La Diocesi di Trieste, in questo caso, non ritiene ci siano condizioni tali da licenziare la “terza forma” del rito della confessione, confermando così la possibilità ai fedeli di confessarsi individualmente, ovviamente seguendo le modalità previste dalle linee guida per fronteggiare il contagio. I singoli parroci – solo quelli appartenenti alle Diocesi che ritengono di avviare la modalità offerta dalla Conferenza episcopale del Triveneto – a breve indicheranno una data per la celebrazione che prevede l’assoluzione generale.
I vescovi della Conferenza episcopale del Triveneto hanno stabilito ciò potrà avvenire in un tempo ben determinato e limitato, ovvero dal 16 dicembre 2020 al 6 gennaio 2021, «avendo cura di separare – indicano – la celebrazione penitenziale comunitaria dalla celebrazione dell’Eucaristia, ed accompagnando il segno sacramentale con un’adeguata catechesi e opera di formazione che metta in rilievo la straordinarietà della forma adottata per il sacramento, il dono del perdono e della misericordia di Dio, il senso del peccato e l’esigenza di una reale e continua conversione». Questo, specificano i vescovi, «con l’invito a vivere – non appena sarà possibile – il sacramento stesso nelle modalità e forme tradizionali e ordinarie», la confessione individuale per intenderci.

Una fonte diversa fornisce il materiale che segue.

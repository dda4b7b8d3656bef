//! ---
//! scada_section: "05-master-runtime"
//! scada_subsection: "module"
//! scada_type: "source"
//! scada_scope: "code"
//! scada_description: "SCADA master: registry, aggregation, alarms, control, security, surfaces."
//! scada_version: "v0.1.0"
//! scada_owner: "tbd"
//! ---
use std::collections::{HashMap, VecDeque};

use chrono::{DateTime, Utc};
use parking_lot::RwLock;
use scada_proto::TelemetrySample;

/// Per-node fixed-capacity ring of recent samples plus a latest slot for the
/// short-path queries. Each node has a single writer (its supervisor's
/// reader task); readers take a consistent copy of the latest slot.
pub struct TelemetryStore {
    capacity: usize,
    rings: RwLock<HashMap<String, NodeRing>>,
}

struct NodeRing {
    ring: VecDeque<TelemetrySample>,
    latest: Option<TelemetrySample>,
}

impl TelemetryStore {
    /// Create a store with a per-node capacity (default 3600 ≈ 1 h at 1 Hz).
    pub fn new(capacity: usize) -> Self {
        Self {
            capacity: capacity.max(1),
            rings: RwLock::new(HashMap::new()),
        }
    }

    /// Insert a sample, evicting exactly the oldest one at capacity.
    pub fn insert(&self, sample: TelemetrySample) {
        let mut rings = self.rings.write();
        let ring = rings
            .entry(sample.node_id.clone())
            .or_insert_with(|| NodeRing {
                ring: VecDeque::with_capacity(16),
                latest: None,
            });
        if ring.ring.len() >= self.capacity {
            ring.ring.pop_front();
        }
        ring.ring.push_back(sample.clone());
        ring.latest = Some(sample);
    }

    /// Latest sample for a node, read atomically.
    pub fn latest(&self, node_id: &str) -> Option<TelemetrySample> {
        self.rings.read().get(node_id)?.latest.clone()
    }

    /// Samples for a node bounded by an optional time window and a limit,
    /// oldest first.
    pub fn query(
        &self,
        node_id: &str,
        from: Option<DateTime<Utc>>,
        to: Option<DateTime<Utc>>,
        limit: usize,
    ) -> Vec<TelemetrySample> {
        let rings = self.rings.read();
        let Some(ring) = rings.get(node_id) else {
            return Vec::new();
        };
        let mut out: Vec<TelemetrySample> = ring
            .ring
            .iter()
            .filter(|sample| {
                from.map_or(true, |from| sample.timestamp >= from)
                    && to.map_or(true, |to| sample.timestamp <= to)
            })
            .cloned()
            .collect();
        // Keep the newest `limit` samples, still in chronological order.
        if out.len() > limit {
            out.drain(..out.len() - limit);
        }
        out
    }

    /// Number of samples held for a node.
    pub fn len(&self, node_id: &str) -> usize {
        self.rings
            .read()
            .get(node_id)
            .map(|ring| ring.ring.len())
            .unwrap_or(0)
    }

    /// Whether any sample was recorded for the node.
    pub fn is_empty(&self, node_id: &str) -> bool {
        self.len(node_id) == 0
    }
}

Se nel corso del primo lockdown Papa Francesco, in un’omelia a Santa Marta, aveva esortato come atto di confessione i fedeli a recitare l’Atto di dolore perfetto, ora i vescovi del Triveneto hanno deciso sia possibile affiancare anche questa formula, che nella celebrazione include la liturgia della parola, la proclamazione delle letture, l’esame di coscienza, l’Atto di dolore perfetto e poi l’assoluzione generale dei presenti. I vescovi, nella stessa riunione, confermando sostegno e solidarietà alle persone, alle famiglie e alle comunità messe a dura prova dalla pandemia, hanno sottolineato la difficile situazione di molte case di riposo e strutture di cura, a livello lavorativo, gestionale ed organizzativo evidenziando, in particolare, gravi problemi di carenza e turnazione del personale. Esprimendo vicinanza ai lavoratori di queste realtà, è stato rinnovato «l’auspicio che quanti hanno competenze e responsabilità ai vari livelli – politico, istituzionale, economico ed imprenditoriale – possano affrontare, sbloccare e risolvere tali problematiche».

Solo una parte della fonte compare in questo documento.